La Cina ha chiesto alle sue principali aziende tecnologiche di prepararsi a effettuare ordini per i chip AI Nvidia H200, un passo che indica l'avvicinarsi di una decisione di approvazione. Alibaba, Tencent e ByteDance sono state informate che possono procedere con i lavori preparatori legati a questi acquisti.
Le autorità di regolamentazione hanno già rilasciato un'autorizzazione preliminare alle aziende per avviare la fase successiva. Tale autorizzazione consente di discutere di volumi, tempi e pianificazione delle consegne.

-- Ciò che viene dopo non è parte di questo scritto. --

use contracts::dashboards::d400_sales_report::dto::*;
use contracts::shared::reference_cache::ReferenceKind;
use contracts::shared::request_fence::RequestFence;
use contracts::shared::table::{format_amount, ColumnDef};
use leptos::prelude::*;
use leptos::task::spawn_local;
use thaw::*;

use crate::dashboards::d400_sales_report::api;
use crate::shared::api_client::list_fn;
use crate::shared::components::column_filter::{
    active_count, bindings_query, FilterBinding, FilterField, FilterTags,
};
use crate::shared::components::data_table::DataTable;
use crate::shared::components::date_range::{DateRange, DateRangeFilter};
use crate::shared::components::filter_panel::FilterPanel;
use crate::shared::components::stat_card::{CardStatus, StatCard};
use crate::shared::icons::icon;
use crate::shared::notifications::use_notifications;
use crate::shared::page_frame::PageFrame;
use crate::shared::page_standard::PAGE_CAT_DASHBOARD;
use crate::shared::reference_options::use_reference_options;

/// Пороги доли собранной выручки, %
const RATE_GOOD: f64 = 90.0;
const RATE_WARNING: f64 = 70.0;

fn rate_status(rate: Option<f64>) -> CardStatus {
    match rate {
        Some(r) if r >= RATE_GOOD => CardStatus::Good,
        Some(r) if r >= RATE_WARNING => CardStatus::Warning,
        Some(_) => CardStatus::Bad,
        None => CardStatus::Neutral,
    }
}

fn outstanding_status(outstanding: f64) -> CardStatus {
    if outstanding > 0.0 {
        CardStatus::Warning
    } else {
        CardStatus::Good
    }
}

fn columns() -> Vec<ColumnDef<SalesReportRow>> {
    vec![
        ColumnDef::new("salesman", "Salesman", |r: &SalesReportRow| Some(r.salesman_name.clone()))
            .filtered_by(FILTER_SALESMAN),
        ColumnDef::new("warehouse", "Warehouse", |r: &SalesReportRow| r.warehouse_name.clone())
            .filtered_by(FILTER_WAREHOUSE),
        ColumnDef::new("order_count", "Orders", |r: &SalesReportRow| Some(r.order_count.to_string())).right(),
        ColumnDef::new("total_sales", "Sales", |r: &SalesReportRow| Some(format_amount(r.total_sales))).right(),
        ColumnDef::new("total_collections", "Collected", |r: &SalesReportRow| {
            Some(format_amount(r.total_collections))
        })
        .right(),
        ColumnDef::new("outstanding", "Outstanding", |r: &SalesReportRow| Some(format_amount(r.outstanding))).right(),
    ]
}

/// Sales report: period totals as cards plus the per-salesman table
#[component]
pub fn SalesReportDashboard() -> impl IntoView {
    let notify = use_notifications();

    let salesman = FilterBinding::single(
        FILTER_SALESMAN,
        "Salesman",
        use_reference_options(ReferenceKind::Salesman),
    );
    let warehouse = FilterBinding::single(
        FILTER_WAREHOUSE,
        "Warehouse",
        use_reference_options(ReferenceKind::Warehouse),
    );
    let bindings = vec![salesman, warehouse];
    let period = DateRange::month_to_date(FILTER_DATE_FROM, FILTER_DATE_TO);

    let query = {
        let bindings = bindings.clone();
        Signal::derive(move || period.apply(bindings_query(&bindings)))
    };
    let active_filters = {
        let bindings = bindings.clone();
        Signal::derive(move || active_count(&bindings))
    };

    let refresh = RwSignal::new(0u32);
    let table_loading = RwSignal::new(false);
    let is_expanded = RwSignal::new(true);
    let tag_bindings = bindings.clone();

    // Итоги
    let summary = RwSignal::new(None::<SalesSummary>);
    let summary_loading = RwSignal::new(false);
    let fence = RequestFence::new();

    let effect_fence = fence.clone();
    Effect::new(move |_| {
        let q = query.get();
        refresh.track();

        let token = effect_fence.issue();
        let fence = effect_fence.clone();
        summary_loading.set(true);
        spawn_local(async move {
            let reply = api::get_summary(&q).await;
            if !fence.is_current(token) {
                return;
            }
            match reply {
                Ok(s) => {
                    let _ = summary.try_set(Some(s));
                }
                Err(err) => {
                    log::warn!("sales summary failed: {}", err);
                    notify.api_error(&err);
                    let _ = summary.try_set(None);
                }
            }
            let _ = summary_loading.try_set(false);
        });
    });
    on_cleanup(move || fence.invalidate());

    let total_sales = Signal::derive(move || summary.get().map(|s| format_amount(s.total_sales)));
    let total_collections =
        Signal::derive(move || summary.get().map(|s| format_amount(s.total_collections)));
    let order_count = Signal::derive(move || summary.get().map(|s| s.order_count.to_string()));
    let outstanding = Signal::derive(move || summary.get().map(|s| format_amount(s.outstanding)));
    let rate = Signal::derive(move || summary.get().and_then(|s| s.collection_rate()));
    let rate_subtitle = Signal::derive(move || rate.get().map(|r| format!("{:.1}% collected", r)));
    let collections_status = Signal::derive(move || rate_status(rate.get()));
    let outstanding_card_status = Signal::derive(move || {
        summary
            .get()
            .map(|s| outstanding_status(s.outstanding))
            .unwrap_or_default()
    });

    let busy = Signal::derive(move || table_loading.get() || summary_loading.get());

    view! {
        <PageFrame page_id="d400_sales_report--dashboard" category=PAGE_CAT_DASHBOARD>
            <div class="page__header">
                <div class="page__header-left">
                    <h1 class="page__title">"Sales Report"</h1>
                </div>
                <div class="page__header-right">
                    <Show when=move || busy.get()>
                        <Spinner size=SpinnerSize::Small />
                    </Show>
                </div>
            </div>
            <div class="page__content">
                <FilterPanel
                    is_expanded=is_expanded
                    active_filters_count=active_filters
                    actions=move || view! {
                        <Button
                            appearance=ButtonAppearance::Secondary
                            on_click=move |_| refresh.update(|n| *n += 1)
                            disabled=busy
                        >
                            {icon("refresh")}
                            "Refresh"
                        </Button>
                    }
                    filter_tags=move || view! { <FilterTags bindings=tag_bindings.clone() /> }
                >
                    <Flex gap=FlexGap::Medium align=FlexAlign::End>
                        <DateRangeFilter range=period label="Period" />
                        <FilterField binding=salesman />
                        <FilterField binding=warehouse />
                    </Flex>
                </FilterPanel>

                <div class="stat-cards">
                    <StatCard label="Total sales" icon_name="orders" value=total_sales />
                    <StatCard
                        label="Collections"
                        icon_name="collections"
                        value=total_collections
                        status=collections_status
                        subtitle=rate_subtitle
                    />
                    <StatCard label="Orders" icon_name="reports" value=order_count />
                    <StatCard
                        label="Outstanding"
                        icon_name="loyalty"
                        value=outstanding
                        status=outstanding_card_status
                    />
                </div>

                <DataTable
                    list=list_fn(&LIST_ENDPOINT, notify)
                    columns=columns()
                    query=query
                    filters=bindings
                    refresh_key=refresh
                    on_loading=Callback::new(move |v: bool| table_loading.set(v))
                />
            </div>
        </PageFrame>
    }
}

#[cfg(test)]
mod tests {
    use super::*;

    #[test]
    fn collection_rate_thresholds() {
        assert_eq!(rate_status(Some(95.0)), CardStatus::Good);
        assert_eq!(rate_status(Some(90.0)), CardStatus::Good);
        assert_eq!(rate_status(Some(75.0)), CardStatus::Warning);
        assert_eq!(rate_status(Some(12.5)), CardStatus::Bad);
        assert_eq!(rate_status(None), CardStatus::Neutral);
    }

    #[test]
    fn settled_outstanding_is_good() {
        assert_eq!(outstanding_status(0.0), CardStatus::Good);
        assert_eq!(outstanding_status(250.0), CardStatus::Warning);
    }
}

I funzionari hanno anche comunicato alle aziende che dovranno includere alcuni chip nazionali nei loro piani di acquisto. Non è stato comunicato un numero fisso. L'obbligo ha lo scopo di supportare i fornitori locali, mentre i chip esteri sono nuovamente ammessi.
Gli enti regolatori autorizzano le aziende a pianificare gli acquisti H200
Il chip in questione è una generazione indietro rispetto ai modelli più avanzati di Nvidia. Ciononostante, l'H200 è sufficientemente potente da addestrare ed eseguire modelli di intelligenza artificiale di grandi dimensioni utilizzati dalle principali piattaforme cloud.
Il processo di approvazione dimostra che la Cina si sta concentrando sulle esigenze degli operatori hyperscale che stanno investendo miliardi nella costruzione di data center. Questi centri supportano strumenti di ricerca, motori di raccomandazione e nuovi prodotti di intelligenza artificiale implementati nelle app consumer.
La notizia dei colloqui ha spinto le azioni Nvidia in rialzo fino al 2,3% nelle contrattazioni pre-mercato. Le ricevute di deposito americane di Taiwan Semiconductor Manufacturing Co. sono aumentate dell'1,3%. TSMC produce chip per Nvidia, quindi qualsiasi rinnovo delle spedizioni ha un impatto diretto sul flusso degli ordini.
I colloqui evidenziano anche quanto l'H200 sia diventato centrale nei negoziati commerciali tra Stati Uniti e Cina. Il chip rientra nelle regole stabilite dall'amministrazione Trump, che consentono ancora l'esportazione di hardware più datato.
Allo stesso tempo, Washington continua a bloccare le vendite dei processori più avanzati di Nvidia per motivi di sicurezza.
Per Nvidia, questa apertura è importante. L'azienda ha trascorso mesi cercando di riconquistare l'accesso al mercato dopo che le restrizioni hanno bloccato le vendite. Jensen Huang ha affermato che il solo business dei chip AI potrebbe raggiungere i 50 miliardi di dollari nei prossimi anni. Questo fatturato è diventato un punto di riferimento chiave per gli investitori che osservano il percorso di ripresa dell'azienda.
Jensen Huang pianifica una visita mentre permangono dubbi sull'accesso
Jensen Huang, amministratore delegato di Nvidia, prevede di recarsi in Cina in vista del Capodanno lunare di metà febbraio. Due fonti hanno riferito alla CNBC che la visita includerà una tappa a Pechino per un evento aziendale. Durante il viaggio, Jensen dovrebbe anche incontrare potenziali acquirenti e discutere delle problematiche di spedizione legate ai prodotti approvati negli Stati Uniti.
Queste difficoltà hanno rallentato le consegne negli ultimi mesi. Anche quando i chip sono autorizzati alla vendita, il loro trasporto verso la Cina si è rivelato difficoltoso. Le catene di approvvigionamento hanno dovuto affrontare ritardi burocratici e problemi di trasporto che hanno allungato di settimane le tempistiche.
Un tempo, il mercato cinese rappresentava almeno un quinto del fatturato di Nvidia derivante dai data center. Questa quota è crollata dopo l'entrata in vigore dei controlli sulle esportazioni. Da allora, aziende locali come Huawei e Cambricon hanno ampliato la produzione e colmato le lacune lasciate dai fornitori esteri.
Entrambe le aziende hanno annunciato l'intenzione di incrementare ulteriormente la produzione, dato che la domanda di hardware per l'intelligenza artificiale continua a crescere.
La scorsa settimana, The Information ha riferito che le autorità avrebbero consentito l'acquisto di H200 solo per usi limitati, come la ricerca.
Interpellato in merito a tale rapporto, il Ministero del Commercio ha dichiarato di non essere a conoscenza della situazione. I funzionari non hanno rilasciato alcuna dichiarazione pubblica che confermi se le importazioni saranno approvate.
Allo stesso tempo, la Cina sta portando avanti un piano di autosufficienza. Il governo sta predisponendo incentivi che potrebbero arrivare fino a 70 miliardi di dollari per il settore dei chip. L'iniziativa mira a ridurre la dipendenza dai fornitori esteri, mantenendo al contempo operative le principali piattaforme tecnologiche.